Farmasi Nakal, Ginjal Anak Meradang
Di luar parade laku buruk aparat, tahun 2022 juga diwarnai peristiwa getir yang menyayat nurani kemanusiaan, dan berujung pada meja hijau. Kali ini terkait kejahatan industri farmasi yang membuat 324 anak mengalami gagal ginjal akut, bahkan 199 anak diantaranya meninggal dunia. Hal itu disebabkan beberapa produk obat sirup ditengarai mengandung Etilen Glikol dan Dietilen Glikol, senyawa beracun bila digunakan melebihi 0,1%. Efek samping dari over dosis kedua zat tersebut adalah gagal ginjal akut.
Hasil penyelidikan Bareskrim Polri dan BPOM, ditemukan produk obat sirup AF, YF, UPI mengandung Etilen Glikol dan Dietilen Glikol melebihi ambang batas. Bareskrim Polri menetapkan empat korporasi sebagai tersangka (PT AF, PT YF, PT UPI, dan CV SC). CV SC sebagai pemasok bahan sediaan obat farmasi dianggap telah lalai melakukan pemeriksaan atas barang sediaan dan diduga melanggar Pasal 98 Undang-undang Kesehatan. Sementara industri farmasi yang memproduksi sirup yang menyebabkan kasus gagal ginjal akut pada anak dapat dikenakan Pasal 196 Undang-undang Kesehatan.
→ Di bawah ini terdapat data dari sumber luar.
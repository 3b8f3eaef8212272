use std::io::Write;

use crate::{ast::{Expr, Stmt},
            error::RuntimeError,
            interpreter::{heap::{Handle, Heap},
                          value::core::Obj},
            source::{Source, Span}};

/// Result type used by the evaluator.
///
/// All evaluation functions return either a value of type `T` or a
/// `RuntimeError` describing the fault that aborts the run.
pub type EvalResult<T> = Result<T, RuntimeError>;

/// Executes a parsed program.
///
/// A fresh heap is created, the environment is seeded with the `arg`
/// binding, and the statements run in order. On success the
/// environment is unrooted and a final collection reclaims every
/// object; on a fault the function returns immediately, mirroring the
/// abort semantics of runtime errors (the heap is reclaimed by drop).
///
/// # Parameters
/// - `source`: The source the AST spans point into.
/// - `program`: The parsed statements.
/// - `arg`: Value bound to the variable `arg`.
/// - `out`: Sink receiving `print` output.
///
/// # Errors
/// Returns the first runtime fault encountered.
pub fn evaluate<W: Write>(source: &Source,
                          program: &[Stmt],
                          arg: i64,
                          out: &mut W)
                          -> EvalResult<()> {
    let mut heap = Heap::new();
    let env = heap.alloc(Obj::Env { head: None })?;
    heap.root(env)?;
    let mut context = Context { source,
                                out,
                                heap,
                                env };

    let arg = context.heap.new_int(arg)?;
    context.env_set("arg", arg)?;
    context.exec_block(program)?;

    context.heap.unroot(env);
    context.heap.collect()?;
    debug_assert_eq!(context.heap.objects_count(), 0);
    Ok(())
}

/// Stores the runtime evaluation state.
///
/// The context owns the heap and keeps a single rooted handle to the
/// environment; every binding hangs off that handle as a chain of
/// GC-managed cells, so one root keeps all variables alive.
pub(in crate::interpreter::evaluator) struct Context<'a, W> {
    source: &'a Source,
    out:    &'a mut W,
    pub(in crate::interpreter::evaluator) heap: Heap,
    env:    Handle,
}

impl<W: Write> Context<'_, W> {
    /// Executes a statement sequence in order.
    fn exec_block(&mut self, stmts: &[Stmt]) -> EvalResult<()> {
        for stmt in stmts {
            self.exec_stmt(stmt)?;
        }
        Ok(())
    }

    /// Executes a single statement.
    fn exec_stmt(&mut self, stmt: &Stmt) -> EvalResult<()> {
        match stmt {
            Stmt::Expr { expr } => {
                self.eval(expr)?;
                Ok(())
            },
            Stmt::Assignment { target, value } => self.exec_assignment(target, value),
            Stmt::While { condition, body } => {
                while self.eval_condition(condition)? {
                    self.exec_block(body)?;
                }
                Ok(())
            },
            Stmt::If { condition,
                       then_body,
                       else_body, } => {
                if self.eval_condition(condition)? {
                    self.exec_block(then_body)
                } else {
                    self.exec_block(else_body)
                }
            },
            Stmt::Pass => Ok(()),
            Stmt::Print { expr } => self.exec_print(expr),
        }
    }

    /// Evaluates a `while`/`if` condition, which must be an `int`;
    /// any nonzero value counts as true.
    fn eval_condition(&mut self, condition: &Expr) -> EvalResult<bool> {
        let value = self.eval(condition)?;
        match self.heap.int_value(value) {
            Some(value) => Ok(value != 0),
            None => Err(RuntimeError::ConditionMustBeInteger),
        }
    }

    /// Executes an assignment to a name or a list element.
    ///
    /// The right-hand side is evaluated first. For a subscript target
    /// it is rooted across the evaluation of the receiver and the
    /// index, both of which may allocate.
    fn exec_assignment(&mut self, target: &Expr, value: &Expr) -> EvalResult<()> {
        let rhs = self.eval(value)?;
        match target {
            Expr::Name { span } => self.env_set_span(*span, rhs),
            Expr::Subscript { value: receiver,
                              index,
                              .. } => {
                self.heap.root(rhs)?;
                let receiver = self.eval(receiver)?;
                if !self.heap.is_list(receiver) {
                    return Err(RuntimeError::SubscriptedValueMustBeList);
                }
                self.heap.root(receiver)?;
                let index = self.eval(index)?;
                self.heap.set_element(receiver, index, rhs)?;
                self.heap.unroot(receiver);
                self.heap.unroot(rhs);
                Ok(())
            },
            _ => unreachable!("assignment targets are checked by the parser"),
        }
    }

    /// Executes a `print` statement: decimal for an `int`, raw bytes
    /// for a `str`, each followed by a newline.
    fn exec_print(&mut self, expr: &Expr) -> EvalResult<()> {
        let value = self.eval(expr)?;
        match self.heap.get(value) {
            Obj::Int(value) => writeln!(self.out, "{value}")?,
            Obj::Str(bytes) => {
                self.out.write_all(bytes)?;
                self.out.write_all(b"\n")?;
            },
            obj => return Err(RuntimeError::CannotPrint { type_name: obj.type_name() }),
        }
        Ok(())
    }

    /// Evaluates an expression to a heap value.
    ///
    /// The returned handle is unrooted; callers that allocate before
    /// using it must root it first.
    pub(in crate::interpreter::evaluator) fn eval(&mut self, expr: &Expr) -> EvalResult<Handle> {
        match expr {
            Expr::IntLiteral { span } => {
                let digits = self.source.slice(*span);
                let value: i64 = digits.parse()
                                       .map_err(|_| RuntimeError::IntegerLiteralTooLarge)?;
                self.heap.new_int(value)
            },
            Expr::StrLiteral { span } => {
                // Drop the surrounding quotes.
                let content = self.source.slice(Span::new(span.start + 1, span.end - 1));
                self.heap.new_str(content.as_bytes())
            },
            Expr::ListLiteral { elements, .. } => self.eval_list_literal(elements),
            Expr::Name { span } => self.env_get(*span),
            Expr::Binary { left, op, right } => self.eval_binary(left, *op, right),
            Expr::Subscript { value, index, .. } => self.eval_subscript(value, index),
        }
    }

    /// Evaluates a list literal.
    ///
    /// The list is created with the element count as initial capacity
    /// and stays rooted while the elements are evaluated and appended;
    /// each element is additionally rooted across its append, which
    /// may grow the storage.
    fn eval_list_literal(&mut self, elements: &[&Expr]) -> EvalResult<Handle> {
        let list = self.heap.new_list(elements.len())?;
        self.heap.root(list)?;
        for element in elements {
            let value = self.eval(element)?;
            self.heap.root(value)?;
            self.heap.list_append(list, value)?;
            self.heap.unroot(value);
        }
        self.heap.unroot(list);
        Ok(list)
    }

    /// Evaluates a subscript expression on a list.
    fn eval_subscript(&mut self, value: &Expr, index: &Expr) -> EvalResult<Handle> {
        let receiver = self.eval(value)?;
        if !self.heap.is_list(receiver) {
            return Err(RuntimeError::SubscriptedValueMustBeList);
        }
        self.heap.root(receiver)?;
        let index = self.eval(index)?;
        let result = self.heap.get_element(receiver, index);
        self.heap.unroot(receiver);
        result
    }

    /// Looks up a name, newest binding first.
    fn env_get(&mut self, span: Span) -> EvalResult<Handle> {
        let name = self.source.slice(span);
        let mut cursor = self.env_head();
        while let Some(cell) = cursor {
            match self.heap.get(cell) {
                Obj::EnvCell { name: cell_name,
                               value,
                               next, } => {
                    if &**cell_name == name {
                        return Ok(*value);
                    }
                    cursor = *next;
                },
                obj => panic!("environment chain must hold cells, found {}", obj.type_name()),
            }
        }
        Err(RuntimeError::UndefinedVariable { name: name.to_string() })
    }

    fn env_set_span(&mut self, span: Span, value: Handle) -> EvalResult<()> {
        self.env_set(self.source.slice(span), value)
    }

    /// Binds `name` to `value`, overwriting an existing binding or
    /// inserting a fresh cell at the head of the chain.
    ///
    /// Inserting allocates, so `value` is rooted across the cell
    /// allocation.
    pub(in crate::interpreter::evaluator) fn env_set(&mut self,
                                                     name: &str,
                                                     value: Handle)
                                                     -> EvalResult<()> {
        let mut cursor = self.env_head();
        while let Some(cell) = cursor {
            let (found, next) = match self.heap.get(cell) {
                Obj::EnvCell { name: cell_name, next, .. } => (&**cell_name == name, *next),
                obj => panic!("environment chain must hold cells, found {}", obj.type_name()),
            };
            if found {
                match self.heap.get_mut(cell) {
                    Obj::EnvCell { value: slot, .. } => *slot = value,
                    obj => panic!("environment chain must hold cells, found {}", obj.type_name()),
                }
                return Ok(());
            }
            cursor = next;
        }

        let head = self.env_head();
        self.heap.root(value)?;
        let cell = self.heap.alloc(Obj::EnvCell { name: name.into(),
                                                  value,
                                                  next: head })?;
        self.heap.unroot(value);
        match self.heap.get_mut(self.env) {
            Obj::Env { head } => *head = Some(cell),
            obj => panic!("environment root must be an environment, found {}", obj.type_name()),
        }
        Ok(())
    }

    fn env_head(&self) -> Option<Handle> {
        match self.heap.get(self.env) {
            Obj::Env { head } => *head,
            obj => panic!("environment root must be an environment, found {}", obj.type_name()),
        }
    }
}
/// Compile-time diagnostics.
///
/// Defines the diagnostic severity, the pluggable handler trait through
/// which the parser reports lexical and syntactic problems, and the two
/// bundled sinks: the stderr renderer used by the driver and a
/// collecting sink used by tests.
pub mod diag;
/// Runtime errors.
///
/// Contains all fault types that can be raised during evaluation, such
/// as division by zero, undefined variables, bad subscripts, or
/// exhausted collector resources. Runtime faults abort the program.
pub mod runtime_error;

pub use self::diag::{CollectingHandler, DiagHandler, DiagKind, StderrHandler};
pub use self::runtime_error::RuntimeError;

#[derive(Debug)]
/// The result of a failed [`crate::interpret`] call.
pub enum Error {
    /// Parsing failed. The diagnostics were already delivered to the
    /// handler; no program was executed.
    Parse,
    /// Execution failed with a runtime fault.
    Runtime(RuntimeError),
}

impl std::fmt::Display for Error {
    fn fmt(&self, f: &mut std::fmt::Formatter<'_>) -> std::fmt::Result {
        match self {
            Self::Parse => write!(f, "parsing failed"),
            Self::Runtime(error) => write!(f, "{error}"),
        }
    }
}

impl std::error::Error for Error {}
/// Arena allocator.
///
/// This module provides a bump-pointer allocator backed by a list of
/// chunks. The parser allocates every AST node through it, so a whole
/// parse is freed as one unit when the arena is dropped. All pointers
/// it hands out are 16-byte aligned, and usage counters are available
/// for logging and tests.
pub mod arena;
Para penegak hukum perlu melihat kasus ini dalam dimensi kemanusiaan, bukan hanya dimensi tindak pidana yang dilakukan oleh korporasi. Bila fokus para penegak hukum hanya pidana korporasi, maka sesuai dengan Undang-undang Perseroan Terbatas dan Perma 13 tahun 2016, hanya pengurus dan korporasi yang dimintai pertanggungjawaban pidana. Namun bila penegak hukum melihat kasus ini dalam perspektif kejahatan terhadap kemanusiaan (crime againts humanity), maka penegak hukum dapat menggunakan doktrin piercing the corporate veil dan doktrin alter ego untuk menelisik lebih jauh peran pemegang saham, dan membuka kemungkinan untuk meminta pertanggungjawaban pidana bagi pemegang saham. Diluar dimensi hukum, pemerintah mesti melakukan strategi preventif agar kasus ini tidak terulang. Sebab yang lebih mengkhawatirkan dari kasus ini adalah tumpulnya system keamanan kesehatan di negeri ini.